La identificación se hizo con ratones, analizando los compuestos orgánicos volátiles presentes en el aire exhalado.

Jane Hill, de University of Vermont, coautora, explicó que “los métodos tradicionales empleados para diagnosticar infecciones bacterianas del pulmón requieren recoger una muestra que se utiliza para cultivar la bacteria. Luego la colonia aislada es examinada bioquímicamente para clasificarla y para determinar su resistencia a los antibióticos. El proceso completo puede tardar días para ciertas bacterias comunes e incluso semanas para el agente de la tuberculosis. El análisis de la respiración lo reduciría a minutos”.

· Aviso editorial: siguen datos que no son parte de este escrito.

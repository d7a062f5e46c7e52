/*
cell.rs

Copyright 2025 Hervé Quatremain

This file is part of Dotlink.

Dotlink is free software: you can redistribute it and/or modify it under the
terms of the GNU General Public License as published by the Free Software
Foundation, either version 3 of the License, or (at your option) any later
version.

Dotlink is distributed in the hope that it will be useful, but WITHOUT ANY
WARRANTY; without even the implied warranty of MERCHANTABILITY or FITNESS FOR
A PARTICULAR PURPOSE. See the GNU General Public License for more details.

You should have received a copy of the GNU General Public License along with
Dotlink. If not, see <https://www.gnu.org/licenses/>.

SPDX-License-Identifier: GPL-3.0-or-later
*/

//! Cells of the Dotlink board.
//!
//! The board is a rectangular grid of `width x height` cells.
//! Cell `(0, 0)` is the top left corner; `x` grows to the right and `y` grows downward.
//! Two cells are adjacent when they share a side (4-directional adjacency).

use serde::{Deserialize, Serialize};
use std::fmt;

/// Direction of a step between two adjacent cells.
#[derive(Serialize, Deserialize, Debug, Copy, Clone, PartialEq, Eq, Hash)]
pub enum Direction {
    Up,
    Down,
    Left,
    Right,
}

/// Board cell.
///
/// Equality, ordering, and hashing use the `(x, y)` coordinate tuple.
#[derive(Serialize, Deserialize, Debug, Copy, Clone, PartialEq, Eq, Hash, PartialOrd, Ord)]
pub struct Cell {
    pub x: usize,
    pub y: usize,
}

impl fmt::Display for Cell {
    fn fmt(&self, f: &mut fmt::Formatter) -> fmt::Result {
        write!(f, "({}, {})", self.x, self.y)
    }
}

impl Cell {
    /// Create a [`Cell`] object.
    pub fn new(x: usize, y: usize) -> Self {
        Self { x, y }
    }

    /// Whether the two cells share a side.
    pub fn is_adjacent(&self, other: Cell) -> bool {
        self.x.abs_diff(other.x) + self.y.abs_diff(other.y) == 1
    }

    /// Return the direction of the step from this cell to the given adjacent cell, or None if
    /// the cells are not adjacent.
    pub fn direction_to(&self, other: Cell) -> Option<Direction> {
        if !self.is_adjacent(other) {
            return None;
        }
        if other.x > self.x {
            Some(Direction::Right)
        } else if other.x < self.x {
            Some(Direction::Left)
        } else if other.y > self.y {
            Some(Direction::Down)
        } else {
            Some(Direction::Up)
        }
    }

    /// Return the adjacent cell in the given direction, or None if it would be outside a board
    /// of the given size.
    pub fn step(&self, direction: Direction, width: usize, height: usize) -> Option<Cell> {
        match direction {
            Direction::Up if self.y > 0 => Some(Cell::new(self.x, self.y - 1)),
            Direction::Down if self.y + 1 < height => Some(Cell::new(self.x, self.y + 1)),
            Direction::Left if self.x > 0 => Some(Cell::new(self.x - 1, self.y)),
            Direction::Right if self.x + 1 < width => Some(Cell::new(self.x + 1, self.y)),
            _ => None,
        }
    }

    /// Return the adjacent cells that are inside a board of the given size.
    pub fn neighbors(&self, width: usize, height: usize) -> Vec<Cell> {
        [
            Direction::Up,
            Direction::Right,
            Direction::Down,
            Direction::Left,
        ]
        .iter()
        .filter_map(|d| self.step(*d, width, height))
        .collect()
    }

    /// Position of the cell in a row-major vector for a board of the given width.
    pub fn index(&self, width: usize) -> usize {
        self.y * width + self.x
    }

    /// Inverse of [`Cell::index`].
    pub fn from_index(index: usize, width: usize) -> Self {
        Self {
            x: index % width,
            y: index / width,
        }
    }
}
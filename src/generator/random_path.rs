/*
random_path.rs

Copyright 2025 Hervé Quatremain

This file is part of Dotlink.

Dotlink is free software: you can redistribute it and/or modify it under the
terms of the GNU General Public License as published by the Free Software
Foundation, either version 3 of the License, or (at your option) any later
version.

Dotlink is distributed in the hope that it will be useful, but WITHOUT ANY
WARRANTY; without even the implied warranty of MERCHANTABILITY or FITNESS FOR
A PARTICULAR PURPOSE. See the GNU General Public License for more details.

You should have received a copy of the GNU General Public License along with
Dotlink. If not, see <https://www.gnu.org/licenses/>.

SPDX-License-Identifier: GPL-3.0-or-later
*/

//! Generate a random path for one pair.
//!
//! The path is a random walk over the free cells of a [`BoardState`].
//! At each step the walk prefers to turn rather than to continue straight, so that generated
//! pairs are not trivially connected by straight lines.
//! The walk never visits a cell twice and stops after at most `max_len` cells, so it always
//! terminates.

use log::debug;
use rand::Rng;
use rand::seq::SliceRandom;

use super::board::BoardState;
use super::cell::{Cell, Direction};
use super::path::Path;

/// Weight of a step that changes direction.
const TURN_WEIGHT: u32 = 3;

/// Weight of a step that keeps the direction of the previous step.
const STRAIGHT_WEIGHT: u32 = 1;

/// Type of errors.
#[derive(Debug, PartialEq)]
pub enum RandomPathError {
    /// No free cell admits a walk of the minimum length.
    NoPath,
}

/// [`RandomPath`] object.
pub struct RandomPath {
    /// Minimum number of cells in the path, endpoints included.
    min_len: usize,

    /// Maximum number of cells in the path, endpoints included.
    max_len: usize,

    /// Smallest target length. The walk is not required to reach it; it ends earlier at a dead
    /// end if the path is already `min_len` cells long.
    target_min: usize,

    /// Number of walks it took to generate the last random path.
    pub iteration: usize,
}

impl RandomPath {
    /// Create the object.
    ///
    /// `max_len` is raised to `min_len` if it is smaller.
    pub fn new(min_len: usize, max_len: usize) -> Self {
        Self {
            min_len,
            max_len: max_len.max(min_len),
            target_min: min_len,
            iteration: 0,
        }
    }

    /// Set the smallest target length, clamped between the minimum and maximum lengths.
    pub fn target_min(mut self, target_min: usize) -> Self {
        self.target_min = target_min.clamp(self.min_len, self.max_len);
        self
    }

    /// Generate and return a random path over the free cells of the board.
    ///
    /// The target length is randomly selected between the smallest target length and the
    /// maximum length. The walk ends early if it reaches a dead end; the path is accepted if it
    /// is at least `min_len` cells long. Every free cell is tried as a starting cell, in random
    /// order, before giving up.
    ///
    /// # Errors
    ///
    /// The method returns [`RandomPathError::NoPath`] when no free cell admits a walk of the
    /// minimum length.
    pub fn generate<R: Rng + ?Sized>(
        &mut self,
        board: &BoardState,
        rng: &mut R,
    ) -> Result<Path, RandomPathError> {
        self.iteration = 0;

        let mut starts: Vec<Cell> = board.free_cells();
        if starts.len() < self.min_len {
            debug!(
                "Only {} free cells left, {} required",
                starts.len(),
                self.min_len
            );
            return Err(RandomPathError::NoPath);
        }
        starts.shuffle(rng);

        let target: usize = rng.random_range(self.target_min..=self.max_len);
        debug!(
            "Target length = {target} (range {}..={})  Free cells = {}",
            self.target_min,
            self.max_len,
            starts.len()
        );

        for start in starts {
            self.iteration += 1;
            let path: Path = self.walk(start, target, board, rng);
            if path.len() >= self.min_len {
                debug!(
                    "Path from {start} to {:?}: {} cells, {} turns (iteration {})",
                    path.get_last(),
                    path.len(),
                    path.turns(),
                    self.iteration
                );
                return Ok(path);
            }
            debug!(
                "    Back: walk from {start} too short ({} cells)",
                path.len()
            );
        }
        Err(RandomPathError::NoPath)
    }

    /// Walk from the starting cell until the target length or a dead end is reached.
    fn walk<R: Rng + ?Sized>(
        &self,
        start: Cell,
        target: usize,
        board: &BoardState,
        rng: &mut R,
    ) -> Path {
        let mut path: Path = Path::new(target);
        path.push(start);

        while path.len() < target {
            let current: Cell = match path.get_last() {
                Some(c) => c,
                None => break,
            };
            let candidates: Vec<Cell> = board
                .free_neighbors(current)
                .into_iter()
                .filter(|c| !path.contains(*c))
                .collect();
            match Self::choose_next(current, path.last_direction(), &candidates, rng) {
                Some(next) => path.push(next),
                None => break,
            }
        }
        path
    }

    /// Select the next cell among the candidates, favoring turns.
    fn choose_next<R: Rng + ?Sized>(
        current: Cell,
        heading: Option<Direction>,
        candidates: &[Cell],
        rng: &mut R,
    ) -> Option<Cell> {
        if candidates.is_empty() {
            return None;
        }

        let weights: Vec<u32> = candidates
            .iter()
            .map(|c| match heading {
                Some(d) if current.direction_to(*c) == Some(d) => STRAIGHT_WEIGHT,
                Some(_) => TURN_WEIGHT,
                None => 1,
            })
            .collect();
        let total: u32 = weights.iter().sum();
        let mut pick: u32 = rng.random_range(0..total);
        for (c, w) in candidates.iter().zip(&weights) {
            if pick < *w {
                return Some(*c);
            }
            pick -= w;
        }
        candidates.last().copied()
    }
}
impl Default for Session {
    fn default() -> Self {
        Self::new()
    }
}

impl Session {
    /// Create a [`Session`] object without puzzle.
    pub fn new() -> Self {
        Self {
            state: SessionState::NoPuzzle,
            puzzle: None,
            board: BoardState::new(0, 0),
            player_input: PlayerInput::default(),
            stats: GenerationStats::default(),
            start_time: Instant::now(),
        }
    }

    /// Create a [`Session`] object for playing the given puzzle.
    pub fn start(puzzle: Puzzle) -> Self {
        let mut session: Session = Self::new();
        session.set_puzzle(puzzle);
        session
    }

    /// Replace the puzzle and start playing it.
    fn set_puzzle(&mut self, puzzle: Puzzle) {
        self.board = BoardState::new(puzzle.width(), puzzle.height());
        self.player_input = PlayerInput::new(puzzle.num_pairs());
        self.puzzle = Some(puzzle);
        self.state = SessionState::Ready;
        self.start_time = Instant::now();
    }

    /// Discard the current puzzle.
    fn clear(&mut self) {
        self.puzzle = None;
        self.board = BoardState::new(0, 0);
        self.player_input = PlayerInput::default();
    }

    /// Generate a new puzzle and start playing it.
    ///
    /// The current puzzle is discarded first. On failure, the session has no puzzle.
    ///
    /// # Errors
    ///
    /// The method returns the error of the generator. See [`PuzzleGenerator::generate`].
    pub fn new_puzzle(&mut self, generator: &mut PuzzleGenerator) -> Result<(), GenerationError> {
        self.begin_generation();
        generator.restart();
        loop {
            match self.step_generation(generator) {
                GenerationStep::Ready => return Ok(()),
                GenerationStep::Continue => (),
                GenerationStep::Failed(e) => return Err(e),
            }
        }
    }

    /// Discard the current puzzle and enter the [`SessionState::Generating`] state.
    ///
    /// The host then calls [`Session::step_generation`] from its own loop, for example between
    /// two frames.
    pub fn begin_generation(&mut self) {
        self.clear();
        self.state = SessionState::Generating;
        self.stats = GenerationStats::default();
    }

    /// Run one generation attempt.
    ///
    /// The generation is started with [`Session::begin_generation`] if the session is not in
    /// the [`SessionState::Generating`] state.
    pub fn step_generation(&mut self, generator: &mut PuzzleGenerator) -> GenerationStep {
        if self.state != SessionState::Generating {
            self.begin_generation();
            generator.restart();
        }

        let outcome: AttemptOutcome = generator.try_one_attempt();
        self.stats = generator.stats();
        match outcome {
            AttemptOutcome::Ready(puzzle) => {
                self.set_puzzle(puzzle);
                GenerationStep::Ready
            }
            AttemptOutcome::Continue => GenerationStep::Continue,
            AttemptOutcome::Failed(e) => {
                warn!("No puzzle: {e}");
                self.state = SessionState::NoPuzzle;
                GenerationStep::Failed(e)
            }
        }
    }

    /// Restart the current puzzle with an empty board.
    ///
    /// Return `false` if the session has no puzzle.
    pub fn reset_puzzle(&mut self) -> bool {
        if self.puzzle.is_none() || self.state == SessionState::Generating {
            return false;
        }
        self.board.clear();
        self.player_input.clear();
        self.state = SessionState::Ready;
        self.start_time = Instant::now();
        debug!("Puzzle reset");
        true
    }

    /// Start dragging the given pair from one of its endpoints.
    ///
    /// See [`PlayerInput::begin_drag`]. Drags are rejected unless the session is in the
    /// [`SessionState::Ready`] state.
    pub fn begin_drag(&mut self, pair_id: usize, cell: Cell) -> bool {
        match (&self.puzzle, self.state) {
            (Some(p), SessionState::Ready) => self.player_input.begin_drag(p, pair_id, cell),
            _ => false,
        }
    }

    /// Extend the drag of the given pair to the cell. See [`PlayerInput::extend_drag`].
    pub fn extend_drag(&mut self, pair_id: usize, cell: Cell) -> bool {
        match (&self.puzzle, self.state) {
            (Some(p), SessionState::Ready) => {
                self.player_input.extend_drag(p, &self.board, pair_id, cell)
            }
            _ => false,
        }
    }

    /// Drop the last dragged cell of the pair. See [`PlayerInput::retract_drag`].
    pub fn retract_drag(&mut self, pair_id: usize) -> bool {
        self.state == SessionState::Ready && self.player_input.retract_drag(pair_id)
    }

    /// Release the drag of the pair. See [`PlayerInput::end_drag`].
    ///
    /// When the last pair is completed, the session enters the [`SessionState::AllComplete`]
    /// state.
    pub fn end_drag(&mut self, pair_id: usize) -> PairResult {
        let Some(p) = &self.puzzle else {
            return PairResult::Reverted;
        };
        if self.state != SessionState::Ready {
            return PairResult::Reverted;
        }
        let res: PairResult = self.player_input.end_drag(p, &mut self.board, pair_id);
        if res == PairResult::Completed && self.player_input.is_puzzle_complete() {
            self.state = SessionState::AllComplete;
            info!("Puzzle solved in {}s", self.start_time.elapsed().as_secs());
        }
        res
    }

    /// Whether all the pairs of the puzzle are connected.
    pub fn is_complete(&self) -> bool {
        self.state == SessionState::AllComplete
    }

    /// Return the status of the session.
    pub fn state(&self) -> SessionState {
        self.state
    }

    /// Return the puzzle being played.
    pub fn puzzle(&self) -> Option<&Puzzle> {
        self.puzzle.as_ref()
    }

    /// Return the cells claimed by the completed pairs.
    pub fn board(&self) -> &BoardState {
        &self.board
    }

    /// Return the state of the given pair.
    pub fn pair_state(&self, pair_id: usize) -> Option<PairState> {
        self.player_input.state(pair_id)
    }

    /// Return the cells dragged so far for the given pair, or its committed path.
    pub fn drag_path(&self, pair_id: usize) -> Option<&Path> {
        self.player_input.path(pair_id)
    }

    /// Return the number of completed pairs.
    pub fn completed_pairs(&self) -> usize {
        self.player_input.completed_count()
    }

    /// Return the telemetry of the last generation.
    pub fn stats(&self) -> GenerationStats {
        self.stats
    }

    /// Return the time spent on the current puzzle.
    pub fn duration(&self) -> Duration {
        self.start_time.elapsed()
    }
}
/*
generator.rs

Copyright 2025 Hervé Quatremain

This file is part of Dotlink.

Dotlink is free software: you can redistribute it and/or modify it under the
terms of the GNU General Public License as published by the Free Software
Foundation, either version 3 of the License, or (at your option) any later
version.

Dotlink is distributed in the hope that it will be useful, but WITHOUT ANY
WARRANTY; without even the implied warranty of MERCHANTABILITY or FITNESS FOR
A PARTICULAR PURPOSE. See the GNU General Public License for more details.

You should have received a copy of the GNU General Public License along with
Dotlink. If not, see <https://www.gnu.org/licenses/>.

SPDX-License-Identifier: GPL-3.0-or-later
*/

//! Model, score, and generate puzzles.
//!
//! A puzzle is a rectangular board of [`cell::Cell`] objects with pairs of endpoints
//! ([`pair::PairSpec`]). The player connects each pair with a path of adjacent cells, and the
//! paths of the pairs never share a cell.
//!
//! To generate a puzzle, create a [`puzzle_generator::PuzzleGenerator`] object from a
//! [`puzzles::GeneratorConfig`] object and use its [`puzzle_generator::PuzzleGenerator::generate`]
//! method. Each attempt places the pairs one by one:
//!
//! * A random path represented by a [`path::Path`] object is walked over the free cells of a
//!   [`board::BoardState`] object by a [`random_path::RandomPath`] object.
//!   The two ends of the walk become the endpoints of the pair.
//!
//! * When all the pairs are placed, the result is scored by a [`difficulty::Scorer`] object.
//!   The attempt is kept if the score reaches the minimum difficulty.
//!
//! The walks of an attempt are the reference solution of the puzzle, so every generated puzzle
//! is solvable.
//! If the generation times out or runs out of attempts, the constraints can be relaxed, and
//! [`puzzles::fallback_puzzle`] builds a predefined puzzle that can be used instead.

pub mod board;
pub mod cell;
pub mod difficulty;
pub mod pair;
pub mod path;
pub mod puzzle_generator;
pub mod puzzles;
pub mod random_path;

En el estudio, los investigadores analizaron los compuestos de Pseudomonas aeruginosa y Staphylococcus aureus, comunes en infecciones agudas y crónicas de pulmón.

Infectaron ratones con las dos bacterias y analizaron su respiración luego de 24 horas. Los volátiles fueron analizados mediante una técnica de espectrometría (SESI-MS) que es capaz de detectar los volátiles en partes por billón.

Así encontraron diferencia estadísticamente significativa entre los perfiles de la respiración de los ratones infectados con la bacteria y aquellos que no. Las dos especies distintas de bacterias también podían ser distinguidas en un nivel significativo, así como las dos cepas de P. aeruginosa usadas.